Sunday, August 21, 2005

SIN WEEK

I think if you want to launch any kind of critique of what has become the dominant popular form of Christian theology, at least in America, you have to start with what is at the center of that theology. The main character in conservative evangelicalism is Sin. James Alison says the following:
Sin, not God is the central character...You can tell this by the fact that once sin has come into the story -- at the fall -- all the other characters are reduced to dancing around it, wondering what they should do about it. Well this means that sin runs the story. All the other characters are reactive in one way or another. And of course it is the non-reactive character who is the real god of the story, while the other characters, being reactive, none of them are god. I guess it is no surprise that in a world formed by this storyline, evil should become fascinating, while good becomes boring.
With Sin being such a central character and so important to the whole conservative evangelical storyline I think it would be a good thing to define our terms. What is Sin? Let's begin by describing what Sin is from a conservative evangelical position.

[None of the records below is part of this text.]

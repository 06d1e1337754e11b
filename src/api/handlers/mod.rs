pub mod admin;
pub mod auth;
pub mod groups;
pub mod health;
pub mod items;
pub mod users;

We all know that the "fundagelicals", as one of my beloved Pastors is fond of calling that particular subset of modern Christianity, rely heavily or are the inheritors of the Anselmian doctrine of Penal substitutionary atonement. So looking at Sin through those eyes it can be described as any offence to God's infinite honor and righteousness. Sin is a contradiction of the excellence of His moral character. It contradicts His holiness, and he must hate it. Sin is any failure to conform to the moral law of God in act, attitude or nature.
Sin is devotion to self
Sin is search for pleasure
Sin is missing the mark (not living up to the mandates of the law)
Sin is man's declaration of independence from God
All sin is a kind of lying
Failure to submit (presumably to God's law)
Sin is want of conformity unto, or transgression of the law of God
Sin disunites God from man
Sin is abuse of human appetites, of human passions and human faculties
There are so many things undefined here. What exactly is the law? What is the purpose of the law? Where did this idea of God's honor come from? How exactly does sin, if it does at all, disunite God from man? Why does sin often seem to be just nonconformity with the cultural expectations of the conservative evangelicals?

This is a huge subject, with many questions and terms/ideas to be defined, and of course I'm only barely even scratching the surface in this particular blog post.